Wolfe Publishing Group
    Menu

    The Inner Lives of Rifle Barrels

    Borescopes Reveal Their “Secrets”

    The Gradient Lens Hawkeye kit (top) comes in a hard-sided case, the Teslong (bottom) in a semi-soft Cordura case.
    The Gradient Lens Hawkeye kit (top) comes in a hard-sided case, the Teslong (bottom) in a semi-soft Cordura case.
    The history of rifles has been chronicled by technological advancements ever since the invention of spiral rifling in what is now Germany, about 500 years ago. However, as bores became smaller and smaller, one problem turned out to be examining the lands and grooves. Pointing a barrel toward a light source only revealed whether the bore was shiny or not, and the “not” could include fouling, machining marks and severe erosion or corrosion – but not fine details.

    Eventually, another advancement solved the problem. The first borescopes apparently appeared (like many other technological leaps) during World War II, when what one reference calls “primitive” versions were used to inspect military rifle bores, both during manufacturing and in the field. They were apparently much like long, skinny, handheld microscopes.

    The Teslong revealed the throat erosion and rifling-cracking inside the Douglas barrel of the New Ultra Light Arms (NULA) .30-06, but despite the damage, the rifle still shoots as accurately as when new, and even after 100-plus rounds without cleaning.
    The Teslong revealed the throat erosion and rifling-cracking inside the Douglas barrel of the New Ultra Light Arms (NULA) .30-06, but despite the damage, the rifle still shoots as accurately as when new, and even after 100-plus rounds without cleaning.
    By 1960, more advanced rigid-tube scopes had been developed for industrial uses, including inspecting tiny spaces inside machinery. Made of stainless steel to resist various contaminants from fuel to rust, they included both a light source and “relay” lenses between their objective lens and the ocular (viewing) lens, providing very fine detail.

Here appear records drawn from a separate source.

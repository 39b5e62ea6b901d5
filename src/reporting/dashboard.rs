//! Dashboard assembly: one pass over all metric queries with per-step fault
//! isolation.
//!
//! Every sub-step is a read-only, idempotent query, so a failed step is
//! simply "empty" — never retried. The only failure modes that propagate to
//! the caller are invalid input (rejected before any query runs) and
//! cancellation, which discards the whole in-flight build.

use std::future::Future;
use std::time::Duration;

use thiserror::Error;
use tracing::{info, warn};

use crate::reporting::badges::{self, BadgeThresholds};
use crate::reporting::filter::{FilterError, ReportFilter};
use crate::reporting::models::DashboardReport;
use crate::reporting::predicate::VisitPredicate;
use crate::reporting::weekly;
use crate::storage::VisitStore;

#[derive(Debug, Error)]
pub enum ReportError {
    #[error(transparent)]
    InvalidFilter(#[from] FilterError),
    #[error("dashboard build cancelled")]
    Cancelled,
}

/// Report policy knobs: limits, the trailing-window default, and the badge
/// threshold tables. Consumed by the engine, owned by configuration.
#[derive(Debug, Clone)]
pub struct ReportConfig {
    pub top_sites_limit: i64,
    pub blocked_sites_limit: i64,
    pub weekly_limit: i64,
    pub weekly_window_days: u64,
    pub thresholds: BadgeThresholds,
}

impl Default for ReportConfig {
    fn default() -> Self {
        Self {
            top_sites_limit: 5,
            blocked_sites_limit: 10,
            weekly_limit: 10,
            weekly_window_days: 7,
            thresholds: BadgeThresholds::default(),
        }
    }
}

/// Run one metric step, degrading a storage failure to the empty value plus
/// a sanitized error line. Full detail goes to the operator log only.
async fn run_metric<T, F>(label: &str, fut: F) -> (T, Option<String>)
where
    T: Default,
    F: Future<Output = anyhow::Result<T>>,
{
    match fut.await {
        Ok(value) => (value, None),
        Err(e) => {
            warn!(metric = label, error = %e, "metric query failed, section degraded");
            (T::default(), Some(format!("{label} could not be computed")))
        }
    }
}

/// Build one dashboard for `filter`.
///
/// The six metric queries and the weekly enricher run concurrently against
/// the shared store; none of their failures abort the build. The returned
/// report always renders something — empty sections plus an error banner in
/// the worst case.
pub async fn build_dashboard(
    store: &dyn VisitStore,
    filter: &ReportFilter,
    cfg: &ReportConfig,
) -> DashboardReport {
    info!(
        date_from = %filter.date_from(),
        date_to = %filter.date_to(),
        user_id = ?filter.user_id(),
        "building dashboard"
    );

    let pred = VisitPredicate::compose(filter);
    let weekly_filter = filter.with_trailing_window(cfg.weekly_window_days);

    let (users, user_stats, top_sites, daily_trends, blocked_sites, summary, weekly_report) = tokio::join!(
        run_metric("user directory", store.list_users()),
        run_metric("per-user statistics", store.user_stats(&pred)),
        run_metric("top sites", store.top_sites(&pred, cfg.top_sites_limit)),
        run_metric("daily trends", store.daily_trends(&pred)),
        run_metric(
            "blocked sites",
            store.blocked_sites(&pred, cfg.blocked_sites_limit)
        ),
        run_metric("summary totals", store.summary(&pred)),
        run_metric(
            "weekly report",
            weekly::enrich(store, &weekly_filter, cfg.weekly_limit, &cfg.thresholds)
        ),
    );

    // Fixed step order keeps the error list (and the exposed first line)
    // deterministic.
    let (users, users_err) = users;
    let (user_stats, user_stats_err) = user_stats;
    let (top_sites, top_sites_err) = top_sites;
    let (daily_trends, daily_trends_err) = daily_trends;
    let (blocked_sites, blocked_sites_err) = blocked_sites;
    let (summary, summary_err) = summary;
    let (weekly_report, weekly_err) = weekly_report;

    let errors: Vec<String> = [
        users_err,
        user_stats_err,
        top_sites_err,
        daily_trends_err,
        blocked_sites_err,
        summary_err,
        weekly_err,
    ]
    .into_iter()
    .flatten()
    .collect();

    let highest_block_rate = badges::highest_block_rate(&weekly_report);

    DashboardReport {
        range_label: badges::range_label(filter.date_from(), filter.date_to()),
        users,
        user_stats,
        top_sites,
        daily_trends,
        blocked_sites,
        summary,
        weekly_report,
        highest_block_rate,
        error_message: errors.first().cloned(),
        errors,
    }
}

/// [`build_dashboard`] bounded by a deadline. On expiry the in-flight
/// sub-queries are abandoned and no partial report is returned.
pub async fn build_dashboard_with_timeout(
    store: &dyn VisitStore,
    filter: &ReportFilter,
    cfg: &ReportConfig,
    deadline: Duration,
) -> Result<DashboardReport, ReportError> {
    match tokio::time::timeout(deadline, build_dashboard(store, filter, cfg)).await {
        Ok(report) => Ok(report),
        Err(_) => {
            warn!(timeout_secs = deadline.as_secs(), "dashboard build cancelled by deadline");
            Err(ReportError::Cancelled)
        }
    }
}
//! HTTP read surface for the dashboard engine.

mod handlers;
mod routes;

pub use routes::create_api_router;
use axum::{
    extract::{Query, State},
    http::StatusCode,
    Json,
};
use chrono::NaiveDate;
use serde::{Deserialize, Serialize};
use std::sync::Arc;
use std::time::Duration;

use crate::reporting::{
    build_dashboard_with_timeout, DashboardReport, ReportConfig, ReportError, ReportFilter,
};
use crate::storage::VisitStore;

pub struct AppState {
    pub store: Arc<dyn VisitStore>,
    pub report: ReportConfig,
    pub dashboard_timeout: Duration,
}

#[derive(Serialize)]
pub struct ErrorResponse {
    pub error: String,
}

#[derive(Serialize)]
pub struct SuccessResponse {
    pub message: String,
}

#[derive(Deserialize)]
pub struct DashboardQuery {
    pub date_from: Option<String>,
    pub date_to: Option<String>,
    pub user_id: Option<i64>,
}

fn bad_request(message: impl Into<String>) -> (StatusCode, Json<ErrorResponse>) {
    (
        StatusCode::BAD_REQUEST,
        Json(ErrorResponse {
            error: message.into(),
        }),
    )
}

fn parse_date(value: &str) -> Result<NaiveDate, (StatusCode, Json<ErrorResponse>)> {
    NaiveDate::parse_from_str(value, "%Y-%m-%d")
        .map_err(|_| bad_request(format!("invalid date '{value}', expected YYYY-MM-DD")))
}

/// Resolve the request filter: an explicit range needs both ends; with
/// neither, the configured trailing window applies.
fn resolve_filter(
    query: &DashboardQuery,
    report: &ReportConfig,
) -> Result<ReportFilter, (StatusCode, Json<ErrorResponse>)> {
    let filter = match (query.date_from.as_deref(), query.date_to.as_deref()) {
        (Some(from), Some(to)) => {
            ReportFilter::new(parse_date(from)?, parse_date(to)?, query.user_id)
        }
        (None, None) => ReportFilter::trailing_days(report.weekly_window_days, query.user_id),
        _ => return Err(bad_request("date_from and date_to must be given together")),
    };

    filter.map_err(|e| bad_request(e.to_string()))
}

/// Build and return one dashboard for the requested range.
///
/// Filter problems are the only 400s; a degraded report (failed sub-query)
/// still returns 200 with its error banner filled in.
pub async fn get_dashboard(
    State(state): State<Arc<AppState>>,
    Query(query): Query<DashboardQuery>,
) -> Result<Json<DashboardReport>, (StatusCode, Json<ErrorResponse>)> {
    let filter = resolve_filter(&query, &state.report)?;

    match build_dashboard_with_timeout(
        state.store.as_ref(),
        &filter,
        &state.report,
        state.dashboard_timeout,
    )
    .await
    {
        Ok(report) => Ok(Json(report)),
        Err(ReportError::Cancelled) => Err((
            StatusCode::GATEWAY_TIMEOUT,
            Json(ErrorResponse {
                error: "dashboard build timed out".to_string(),
            }),
        )),
        Err(ReportError::InvalidFilter(e)) => Err(bad_request(e.to_string())),
    }
}

/// Health check endpoint
pub async fn health_check() -> Json<SuccessResponse> {
    Json(SuccessResponse {
        message: "OK".to_string(),
    })
}
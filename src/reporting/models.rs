//! Result projections for the dashboard engine.
//!
//! Everything here is a read-only projection recomputed on every request;
//! nothing is persisted. Row-shaped types derive `sqlx::FromRow` so the
//! store can decode them straight out of its aggregate statements; derived
//! fields (rates, badges, ranks) are filled in by the reporting layer.

use serde::Serialize;

use crate::reporting::badges::{Activity, Engagement, Risk};

/// Per-user aggregate over the filtered range.
///
/// Invariant: `blocked + allowed == total`; `block_rate` is zero-guarded
/// and rounded to two decimals.
#[derive(Debug, Clone, Serialize, sqlx::FromRow)]
pub struct UserStat {
    pub user_id: i64,
    pub total: i64,
    pub blocked: i64,
    pub allowed: i64,
    #[sqlx(default)]
    pub block_rate: f64,
    pub first_seen: i64,
    pub last_seen: i64,
    pub unique_sites: i64,
}

/// Per-site visit counts for the top-sites ranking.
#[derive(Debug, Clone, Serialize, sqlx::FromRow)]
pub struct SiteStat {
    pub site: String,
    pub visits: i64,
    pub blocked: i64,
    pub allowed: i64,
}

/// Blocked-site leaderboard row. Only sites present in the reason registry
/// appear here (inner-join semantics).
#[derive(Debug, Clone, Serialize, sqlx::FromRow)]
pub struct BlockedSiteStat {
    pub site: String,
    pub block_count: i64,
    pub affected_users: i64,
    pub reason: String,
}

/// One calendar date with at least one visit in range. Dates without visits
/// are absent (sparse series); consumers needing a dense series fill gaps
/// themselves.
#[derive(Debug, Clone, Serialize, sqlx::FromRow)]
pub struct DailyTrend {
    #[sqlx(rename = "day")]
    pub date: String,
    pub total: i64,
    pub blocked: i64,
    pub allowed: i64,
}

/// Whole-population totals for the filtered range. A zero-visit range yields
/// the all-zero row, never an absent one.
#[derive(Debug, Clone, Default, Serialize, sqlx::FromRow)]
pub struct Summary {
    pub total: i64,
    pub blocked: i64,
    pub allowed: i64,
    pub active_users: i64,
    pub unique_sites: i64,
    #[sqlx(default)]
    pub overall_block_rate: f64,
}

/// Raw ranked site totals for the weekly report, before enrichment.
#[derive(Debug, Clone, sqlx::FromRow)]
pub struct WeeklySiteTotals {
    pub site: String,
    pub total_visits: i64,
    pub unique_users: i64,
    pub blocked: i64,
    pub allowed: i64,
    pub days_active: i64,
    pub first_visit: i64,
    pub last_visit: i64,
}

/// One `(site, date)` cell of the batched daily rollup.
#[derive(Debug, Clone, sqlx::FromRow)]
pub struct SiteDailyRow {
    pub site: String,
    pub day: String,
    pub visits: i64,
    pub blocked: i64,
}

/// One date of a site's daily breakdown.
#[derive(Debug, Clone, Serialize)]
pub struct DailySlice {
    pub date: String,
    pub visits: i64,
    pub blocked: i64,
}

/// The single busiest date of a site's range history. Ties keep the
/// earliest date.
#[derive(Debug, Clone, Serialize)]
pub struct PeakDay {
    pub date: String,
    pub visits: i64,
    pub day_name: String,
}

/// Fully enriched weekly top-sites entry.
#[derive(Debug, Clone, Serialize)]
pub struct WeeklyReportEntry {
    /// Dense 1-based rank assigned from the result ordering.
    pub rank: i64,
    pub site: String,
    pub total_visits: i64,
    pub unique_users: i64,
    pub blocked: i64,
    pub allowed: i64,
    pub block_rate: f64,
    pub days_active: i64,
    pub first_visit: i64,
    pub last_visit: i64,
    pub daily_breakdown: Vec<DailySlice>,
    #[serde(skip_serializing_if = "Option::is_none")]
    pub peak_day: Option<PeakDay>,
    pub engagement: Engagement,
    pub risk: Risk,
    pub activity: Activity,
}

/// Weekly entry singled out for the "highest block rate" banner.
#[derive(Debug, Clone, Serialize)]
pub struct WeeklyHighlight {
    pub site: String,
    pub block_rate: f64,
}

/// The assembled dashboard, owned by the orchestrator for the duration of
/// one request. Failed sub-steps leave their section empty/zeroed and add a
/// line to `errors`; `error_message` carries the first line for display.
#[derive(Debug, Clone, Serialize)]
pub struct DashboardReport {
    pub range_label: String,
    pub users: Vec<i64>,
    pub user_stats: Vec<UserStat>,
    pub top_sites: Vec<SiteStat>,
    pub daily_trends: Vec<DailyTrend>,
    pub blocked_sites: Vec<BlockedSiteStat>,
    pub summary: Summary,
    pub weekly_report: Vec<WeeklyReportEntry>,
    #[serde(skip_serializing_if = "Option::is_none")]
    pub highest_block_rate: Option<WeeklyHighlight>,
    #[serde(skip_serializing_if = "Option::is_none")]
    pub error_message: Option<String>,
    #[serde(skip_serializing_if = "Vec::is_empty")]
    pub errors: Vec<String>,
}
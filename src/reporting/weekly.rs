//! Weekly top-sites report enrichment.
//!
//! One ranked totals query plus one batched `GROUP BY site, date` rollup
//! over the already-limited site set; breakdowns and peak days are derived
//! in memory from the rollup, so the query count stays constant as the
//! entry limit grows.

use std::collections::HashMap;

use anyhow::Result;
use tracing::warn;

use crate::reporting::badges::{self, percentage, BadgeThresholds};
use crate::reporting::filter::ReportFilter;
use crate::reporting::models::{DailySlice, PeakDay, WeeklyReportEntry};
use crate::reporting::predicate::VisitPredicate;
use crate::storage::VisitStore;

/// Build the enriched weekly report for `filter`.
///
/// Fails only when the ranked totals query fails; a rollup failure degrades
/// every entry to an empty breakdown and absent peak day but never drops a
/// ranked site.
pub async fn enrich(
    store: &dyn VisitStore,
    filter: &ReportFilter,
    limit: i64,
    thresholds: &BadgeThresholds,
) -> Result<Vec<WeeklyReportEntry>> {
    let pred = VisitPredicate::compose(filter);

    let totals = store.weekly_site_totals(&pred, limit).await?;
    if totals.is_empty() {
        return Ok(Vec::new());
    }

    let sites: Vec<String> = totals.iter().map(|t| t.site.clone()).collect();
    let rollup = match store.site_daily_rollup(&pred, &sites).await {
        Ok(rows) => rows,
        Err(e) => {
            warn!(error = %e, "weekly daily rollup failed, entries keep totals only");
            Vec::new()
        }
    };

    // Rollup rows arrive ordered by site then date, so each site's slice
    // vector is already its ascending daily breakdown.
    let mut breakdowns: HashMap<String, Vec<DailySlice>> = HashMap::new();
    for row in rollup {
        breakdowns.entry(row.site).or_default().push(DailySlice {
            date: row.day,
            visits: row.visits,
            blocked: row.blocked,
        });
    }

    let entries = totals
        .into_iter()
        .enumerate()
        .map(|(i, t)| {
            let daily_breakdown = breakdowns.remove(&t.site).unwrap_or_default();
            let peak_day = peak_of(&daily_breakdown);
            let block_rate = percentage(t.blocked, t.total_visits);

            WeeklyReportEntry {
                rank: i as i64 + 1,
                engagement: thresholds.engagement(t.unique_users),
                risk: thresholds.risk(block_rate),
                activity: thresholds.activity(t.days_active),
                site: t.site,
                total_visits: t.total_visits,
                unique_users: t.unique_users,
                blocked: t.blocked,
                allowed: t.allowed,
                block_rate,
                days_active: t.days_active,
                first_visit: t.first_visit,
                last_visit: t.last_visit,
                daily_breakdown,
                peak_day,
            }
        })
        .collect();

    Ok(entries)
}

/// The breakdown date with the most visits; ties keep the earliest date
/// since slices arrive in ascending date order.
fn peak_of(breakdown: &[DailySlice]) -> Option<PeakDay> {
    let mut peak: Option<&DailySlice> = None;
    for slice in breakdown {
        match peak {
            Some(current) if slice.visits <= current.visits => {}
            _ => peak = Some(slice),
        }
    }
    peak.map(|slice| PeakDay {
        date: slice.date.clone(),
        visits: slice.visits,
        day_name: badges::day_name(&slice.date),
    })
}

#[cfg(test)]
mod tests {
    use super::*;

    fn slice(date: &str, visits: i64) -> DailySlice {
        DailySlice {
            date: date.to_string(),
            visits,
            blocked: 0,
        }
    }

    #[test]
    fn peak_keeps_earliest_date_on_ties() {
        let breakdown = vec![
            slice("2025-09-01", 3),
            slice("2025-09-02", 5),
            slice("2025-09-03", 5),
        ];
        let peak = peak_of(&breakdown).unwrap();
        assert_eq!(peak.date, "2025-09-02");
        assert_eq!(peak.visits, 5);
        assert_eq!(peak.day_name, "Tuesday");
    }

    #[test]
    fn peak_of_empty_breakdown_is_absent() {
        assert!(peak_of(&[]).is_none());
    }
}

    I first read about one of these borescopes in a gun magazine article around 1980. The scope was very interesting, but what I remember most was how the author was disappointed in several of his rifles’ bores, including custom barrels which shot very accurately. It sounded like a pretty cool tool, but if it couldn’t predict how a barrel grouped, what use was it?

    Despite many rust-pits like this in the bore of the Sako, it’s still very accurate.
    Despite many rust-pits like this in the bore of the Sako, it’s still very accurate.
    My mind changed over the next couple decades, partly because of writing quite a few gun articles, but also due to actually seeing a borescope in action, in the shop of the late Dave Gentry, a top-notch gunsmith in Belgrade, Montana, in 1991. An American rifle manufacturer had sent me a .300 Winchester Magnum to review, and the company was well-known for making “affordable” but accurate rifles, but the .300 shot very inconsistently, with groups varying from around an inch to almost 3 inches – with the same loads.

    I lived an hour’s drive from Dave’s shop, so I took the rifle to him, whereupon he got out a borescope and examined the inside of the barrel from both ends. He discovered numerous tool-marks, mostly reamer-rings, but those aren’t uncommon even on some very good barrels. The big factor turned out to be located about 2 inches behind the barrel’s crown: The lands were basically missing for about .3 inch, apparently due to a major glitch with the barrel reamer. Dave suggested cutting two inches off the muzzle, recrowning, and lapping the bore to smooth the lighter reamer marks.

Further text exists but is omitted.